Michaël Foessel a on ne peut mieux raison de prendre à cet endroit-ci la question.

Je me permets de reprendre aussi ici la « présentation » (telle que la propose et résume le sommaire de la revue) des entretiens avec Myriam Revault d’Allonnes et Mireille Delmas-Marty,

dont les deux récents livres _ tout fraîchement parus, aux Éditions du Seuil, tous deux _ sont très importants, tout à la fois urgents et admirables, tous deux, chacun en son domaine :

« Pourquoi nous n’aimons pas la démocratie«  ;

et « Libertés et sureté dans un monde dangereux«  !

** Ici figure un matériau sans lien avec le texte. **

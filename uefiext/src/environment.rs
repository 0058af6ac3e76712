/// Firmware execution environments
///
/// Exactly one environment is active for a session. It starts as DXE and
/// only changes through `setenv` or detection at `init`.

use std::fmt;
use std::str::FromStr;
use thiserror::Error;

#[derive(Error, Debug, Clone, PartialEq, Eq)]
#[error("Unknown environment type '{0}'! Supported types: PEI, DXE, MM, rust")]
pub struct UnknownEnvironment(pub String);

#[derive(Debug, Clone, Copy, PartialEq, Eq, Hash, Default)]
pub enum Environment {
    Pei,
    #[default]
    Dxe,
    Mm,
    /// Rust based firmware debugger
    Rust,
}

impl Environment {
    pub const ALL: [Environment; 4] = [
        Environment::Pei,
        Environment::Dxe,
        Environment::Mm,
        Environment::Rust,
    ];

    /// Literal accepted by `setenv`
    pub fn name(&self) -> &'static str {
        match self {
            Environment::Pei => "PEI",
            Environment::Dxe => "DXE",
            Environment::Mm => "MM",
            Environment::Rust => "rust",
        }
    }

    /// Extension command that discovers loaded images once this environment is known
    pub fn discovery_command(&self) -> &'static str {
        match self {
            Environment::Dxe => "!uefiext.findall",
            _ => "!uefiext.findmodule",
        }
    }
}

impl FromStr for Environment {
    type Err = UnknownEnvironment;

    fn from_str(s: &str) -> Result<Self, Self::Err> {
        let s = s.trim();
        Environment::ALL
            .into_iter()
            .find(|env| env.name().eq_ignore_ascii_case(s))
            .ok_or_else(|| UnknownEnvironment(s.to_string()))
    }
}

impl fmt::Display for Environment {
    fn fmt(&self, f: &mut fmt::Formatter<'_>) -> fmt::Result {
        f.write_str(self.name())
    }
}

#[cfg(test)]
mod tests {
    use super::*;

    #[test]
    fn test_default_is_dxe() {
        assert_eq!(Environment::default(), Environment::Dxe);
    }

    #[test]
    fn test_parse_is_case_insensitive() {
        let cases = [
            ("PEI", Environment::Pei),
            ("pei", Environment::Pei),
            ("PeI", Environment::Pei),
            ("dxe", Environment::Dxe),
            ("Mm", Environment::Mm),
            ("rust", Environment::Rust),
            ("RUST", Environment::Rust),
            (" dxe ", Environment::Dxe),
        ];

        for (input, expected) in &cases {
            assert_eq!(input.parse::<Environment>().unwrap(), *expected, "input {:?}", input);
        }
    }

    #[test]
    fn test_parse_rejects_unknown() {
        for input in ["xyz", "", "PEIM", "dxe2", "smm"] {
            let err = input.parse::<Environment>().unwrap_err();
            assert_eq!(err, UnknownEnvironment(input.to_string()));
        }
    }

    #[test]
    fn test_discovery_command() {
        assert_eq!(Environment::Dxe.discovery_command(), "!uefiext.findall");
        assert_eq!(Environment::Rust.discovery_command(), "!uefiext.findmodule");
        assert_eq!(Environment::Pei.discovery_command(), "!uefiext.findmodule");
        assert_eq!(Environment::Mm.discovery_command(), "!uefiext.findmodule");
    }

    #[test]
    fn test_display_round_trips_through_parse() {
        for env in Environment::ALL {
            assert_eq!(env.to_string().parse::<Environment>().unwrap(), env);
        }
    }
}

Pour l’entretien de Michaël Foessel avec Myriam Revault d’Allones, cela donne ceci, page 1 :

« L’exercice actuel du pouvoir nous apprend-il quelque chose sur la démocratie ? Si le sarkozysme bouscule les équilibres instables de notre régime, n’est-ce pas vers celui-ci qu’il faut tourner les critiques? Les nouvelles formes de « gouvernementalité » et les conceptions sous-jacentes de l’individu qu’elles expriment vont-elles transformer, au-delà des pratiques du pouvoir, notre conception même de la démocratie ? Comment, dès lors, défendre notre attachement à ce régime ?«  ;

et pour l’entretien de Michaël Foessel, Clémence Lalaut et Olivier Mongin avec Mireille Delmas-Marty, ceci, encore, page 3, cette fois, du sommaire :

« En partant de l’analyse d’une décision troublante, la création d’une « rétention de sûreté », la juriste montre comment celle-ci témoigne d’une transformation internationale du rapport au droit et à la sûreté dans un monde plus dangereux. Si cette évolution est frappante dans le cas français, elle n’est néanmoins pas isolée et traduit une évolution plus large des grands régimes juridiques à travers le monde« 

_ ce qui n’excuse certes rien ; mais au contraire justifie les luttes et les résistances démocratiques, et sur tous les fronts, notamment celui du droit et celui de l’action politique dans les démocraties telles qu’elles existent encore…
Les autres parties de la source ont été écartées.